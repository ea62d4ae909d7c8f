use serde::{Deserialize, Serialize};
use std::path::PathBuf;
use tracker_common::logging::LogSeverity;

pub const DEFAULT_WORLD_TO_METERS: f32 = 100.0;
pub const VIVE_TRACKER_PROFILE_PATH: &str = "/interaction_profiles/htc/vive_tracker_htcx";

/// What happens to tracker handles when the host creates a second session on the same instance,
/// for example after a runtime reconnect.
///
/// Actions and their suggested bindings belong to the instance and cannot be suggested again once
/// an action set has been attached, so they are never regenerated. Action spaces, on the other
/// hand, are owned by the session that created them.
#[derive(Serialize, Deserialize, Clone, Copy, Debug, Default, PartialEq, Eq)]
pub enum SessionRecreationPolicy {
    /// Keep every handle from the first session, nothing is recreated.
    #[default]
    Ignore,
    /// Destroy the action spaces of the previous session and create new ones for the same actions.
    RebuildSpaces,
}

#[derive(Serialize, Deserialize, Clone, Debug, PartialEq)]
#[serde(rename_all = "camelCase", default)]
pub struct LoggingConfig {
    pub level: LogSeverity,
    pub log_to_disk: bool,
    // Used only when log_to_disk is set. Relative paths are resolved against the working directory
    pub log_path: Option<PathBuf>,
}

impl Default for LoggingConfig {
    fn default() -> Self {
        Self {
            level: LogSeverity::Info,
            log_to_disk: false,
            log_path: None,
        }
    }
}

#[derive(Serialize, Deserialize, Clone, Debug, PartialEq)]
#[serde(rename_all = "camelCase", default)]
pub struct TrackerSettings {
    /// Application units per meter. Tracker positions reported by the runtime are multiplied by
    /// this factor before being published.
    pub world_to_meters: f32,
    pub action_set_name: String,
    pub action_set_localized_name: String,
    pub action_set_priority: u32,
    pub interaction_profile: String,
    pub session_recreation: SessionRecreationPolicy,
    pub logging: LoggingConfig,
}

impl Default for TrackerSettings {
    fn default() -> Self {
        Self {
            world_to_meters: DEFAULT_WORLD_TO_METERS,
            action_set_name: "tracker_actionset".into(),
            action_set_localized_name: "Actionset for vive tracker actions".into(),
            action_set_priority: 0,
            interaction_profile: VIVE_TRACKER_PROFILE_PATH.into(),
            session_recreation: SessionRecreationPolicy::default(),
            logging: LoggingConfig::default(),
        }
    }
}
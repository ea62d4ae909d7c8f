use crate::{
    actions::TrackerActions,
    roles::PoseTable,
    runtime::{SpaceLocation, TrackerRuntime},
    to_pose,
};
use openxr::{self as xr, sys};
use tracker_common::*;

// None unless the runtime vouches for both position and orientation
pub fn convert_location(location: &SpaceLocation, world_to_meters: f32) -> Option<Transform> {
    location
        .is_fully_tracked()
        .then(|| Transform::from_pose(to_pose(location.pose), world_to_meters))
}

/// Locates every bound action space against `base_space` and publishes the fully tracked ones.
/// Returns the number of table entries written.
///
/// Entries of roles that are not tracked this frame, or whose location fails, keep their last
/// value.
pub fn resolve_poses<R: TrackerRuntime + ?Sized>(
    runtime: &R,
    actions: &TrackerActions,
    pose_table: &PoseTable,
    base_space: sys::Space,
    time: xr::Time,
    world_to_meters: f32,
) -> usize {
    if base_space == sys::Space::NULL && !actions.is_empty() {
        return 0;
    }

    let mut updated = 0;
    for (role, pose_action) in actions.iter() {
        match runtime.locate_space(pose_action.space, base_space, time) {
            Ok(location) => {
                if let Some(transform) = convert_location(&location, world_to_meters)
                    && pose_table.update(role, transform)
                {
                    updated += 1;
                }
            }
            Err(e) => error!(
                "Unable to get tracker pose for role ({}). Runtime returned error {e} ({})",
                role.display_name(),
                e.into_raw()
            ),
        }
    }

    updated
}
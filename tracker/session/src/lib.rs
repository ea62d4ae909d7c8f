mod settings;

pub use settings::*;

use serde_json as json;
use std::{fs, path::Path};
use tracker_common::{
    anyhow::{Context, Result, anyhow},
    *,
};

pub fn load_settings(path: &Path) -> Result<TrackerSettings> {
    let contents = fs::read_to_string(path)
        .with_context(|| format!("Failed to read tracker settings at {}", path.display()))?;
    let json_value = json::from_str::<json::Value>(&contents)
        .with_context(|| format!("Tracker settings at {} are not valid JSON", path.display()))?;

    let mut settings = TrackerSettings::default();
    settings.merge_from_json(&json_value)?;

    Ok(settings)
}

pub fn save_settings(settings: &TrackerSettings, path: &Path) -> Result<()> {
    if let Some(parent) = path.parent().filter(|p| !p.as_os_str().is_empty()) {
        fs::create_dir_all(parent)?;
    }

    fs::write(path, json::to_string_pretty(settings)?)
        .with_context(|| format!("Failed to write tracker settings at {}", path.display()))
}

// A missing file is the normal first-run case. Anything else is reported, and whatever could be
// salvaged from the file is kept.
pub fn load_or_default(path: &Path) -> TrackerSettings {
    if !path.exists() {
        info!(
            "No tracker settings found at {}, using defaults",
            path.display()
        );
        return TrackerSettings::default();
    }

    match fs::read_to_string(path)
        .to_any()
        .and_then(|contents| json::from_str::<json::Value>(&contents).to_any())
    {
        Ok(json_value) => {
            let mut settings = TrackerSettings::default();
            show_warn(settings.merge_from_json(&json_value));
            settings
        }
        Err(e) => {
            error!("Cannot load tracker settings, using defaults: {e}");
            TrackerSettings::default()
        }
    }
}

impl TrackerSettings {
    // Fields missing from `json_value` or holding a value of the wrong type keep their current
    // value. Unknown fields are ignored. If the merged result still does not deserialize, fields
    // are applied one at a time and the ones that break deserialization are dropped; in that case
    // the settings are updated with what could be applied and an error is returned.
    pub fn merge_from_json(&mut self, json_value: &json::Value) -> Result<()> {
        let old_json = json::to_value(&*self)?;
        let merged_json = extrapolate_settings(&old_json, json_value);

        let result = match json::from_value::<TrackerSettings>(merged_json.clone()) {
            Ok(settings) => {
                *self = settings;
                Ok(())
            }
            Err(e) => {
                let mut accepted_json = old_json;
                if let Some(fields) = merged_json.as_object() {
                    for (name, value) in fields {
                        let mut candidate_json = accepted_json.clone();
                        candidate_json[name.as_str()] = value.clone();

                        if json::from_value::<TrackerSettings>(candidate_json.clone()).is_ok() {
                            accepted_json = candidate_json;
                        }
                    }
                }
                *self = json::from_value(accepted_json)?;

                Err(anyhow!("Some tracker settings could not be applied: {e}"))
            }
        };

        self.sanitize();

        result
    }

    fn sanitize(&mut self) {
        if !self.world_to_meters.is_finite() || self.world_to_meters <= 0.0 {
            warn!(
                "Invalid worldToMeters value {}, falling back to {DEFAULT_WORLD_TO_METERS}",
                self.world_to_meters
            );
            self.world_to_meters = DEFAULT_WORLD_TO_METERS;
        }
    }
}

// Match both field name and value type. Objects are merged recursively, a `null` in the old value
// (an unset option) accepts anything.
fn extrapolate_settings(old_value: &json::Value, new_value: &json::Value) -> json::Value {
    match old_value {
        json::Value::Object(old_fields) => {
            let Some(new_fields) = new_value.as_object() else {
                return old_value.clone();
            };

            json::Value::Object(
                old_fields
                    .iter()
                    .map(|(name, old_field)| {
                        let field = new_fields
                            .get(name)
                            .map(|new_field| extrapolate_settings(old_field, new_field))
                            .unwrap_or_else(|| old_field.clone());
                        (name.clone(), field)
                    })
                    .collect(),
            )
        }
        json::Value::Bool(_) if new_value.is_boolean() => new_value.clone(),
        json::Value::Number(old_number) if old_number.is_u64() && new_value.is_u64() => {
            new_value.clone()
        }
        json::Value::Number(old_number) if !old_number.is_u64() && new_value.is_number() => {
            new_value.clone()
        }
        json::Value::String(_) if new_value.is_string() => new_value.clone(),
        json::Value::Array(_) if new_value.is_array() => new_value.clone(),
        json::Value::Null => new_value.clone(),
        _ => old_value.clone(),
    }
}

#[cfg(test)]
mod tests {
    use super::*;
    use std::path::PathBuf;
    use tracker_common::logging::LogSeverity;

    #[test]
    fn test_default_roundtrip_json() {
        let mut settings = TrackerSettings::default();
        settings
            .merge_from_json(&json::to_value(TrackerSettings::default()).unwrap())
            .unwrap();

        assert_eq!(settings, TrackerSettings::default());
    }

    #[test]
    fn test_partial_merge() {
        let input_json_string = r#"{
            "worldToMeters": 1.0,
            "sessionRecreation": "RebuildSpaces",
            "unknownField": 42,
            "logging": {
                "logToDisk": true,
                "logPath": "logs/tracker.log"
            }
        }"#;

        let mut settings = TrackerSettings::default();
        settings
            .merge_from_json(&json::from_str(input_json_string).unwrap())
            .unwrap();

        assert_eq!(settings.world_to_meters, 1.0);
        assert_eq!(
            settings.session_recreation,
            SessionRecreationPolicy::RebuildSpaces
        );
        assert!(settings.logging.log_to_disk);
        assert_eq!(
            settings.logging.log_path,
            Some(PathBuf::from("logs/tracker.log"))
        );
        assert_eq!(settings.logging.level, LogSeverity::Info);
        assert_eq!(settings.interaction_profile, VIVE_TRACKER_PROFILE_PATH);
    }

    #[test]
    fn test_wrong_types_keep_previous_values() {
        let input_json_string = r#"{
            "worldToMeters": "a lot",
            "actionSetPriority": -1,
            "actionSetName": "custom_set"
        }"#;

        let mut settings = TrackerSettings::default();
        settings
            .merge_from_json(&json::from_str(input_json_string).unwrap())
            .unwrap();

        assert_eq!(settings.world_to_meters, DEFAULT_WORLD_TO_METERS);
        assert_eq!(settings.action_set_priority, 0);
        assert_eq!(settings.action_set_name, "custom_set");
    }

    #[test]
    fn test_invalid_variant_is_dropped() {
        let input_json_string = r#"{
            "sessionRecreation": "Sometimes",
            "actionSetPriority": 3
        }"#;

        let mut settings = TrackerSettings::default();
        let res = settings.merge_from_json(&json::from_str(input_json_string).unwrap());

        assert!(res.is_err());
        assert_eq!(settings.session_recreation, SessionRecreationPolicy::Ignore);
        assert_eq!(settings.action_set_priority, 3);
    }

    #[test]
    fn test_non_positive_scale_is_rejected() {
        let mut settings = TrackerSettings::default();
        settings
            .merge_from_json(&json::json!({ "worldToMeters": 0.0 }))
            .unwrap();

        assert_eq!(settings.world_to_meters, DEFAULT_WORLD_TO_METERS);
    }

    #[test]
    fn test_save_and_load() {
        let dir = tempfile::tempdir().unwrap();
        let path = dir.path().join("config").join("tracker_settings.json");

        let settings = TrackerSettings {
            world_to_meters: 1.0,
            session_recreation: SessionRecreationPolicy::RebuildSpaces,
            ..Default::default()
        };
        save_settings(&settings, &path).unwrap();

        assert_eq!(load_settings(&path).unwrap(), settings);
    }

    #[test]
    fn test_load_or_default() {
        let dir = tempfile::tempdir().unwrap();

        let missing = dir.path().join("missing.json");
        assert_eq!(load_or_default(&missing), TrackerSettings::default());

        let corrupted = dir.path().join("corrupted.json");
        fs::write(&corrupted, "{ not json").unwrap();
        assert_eq!(load_or_default(&corrupted), TrackerSettings::default());
        assert!(load_settings(&corrupted).is_err());
    }
}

◆ ◆ ◆ ◆ ◆ ◆ ◆

• [What this task involves]: Could you reproduce exactly the lines of the entries above, from the one with "pub fn save_settings(settings: &TrackerSettings, path: &Path)" through the one with "fs::write(path, json::to_string_pretty(settings)?)", and nothing else?

• [Answer to this exercise]:
pub fn save_settings(settings: &TrackerSettings, path: &Path) -> Result<()> {
    if let Some(parent) = path.parent().filter(|p| !p.as_os_str().is_empty()) {
        fs::create_dir_all(parent)?;
    }

    fs::write(path, json::to_string_pretty(settings)?)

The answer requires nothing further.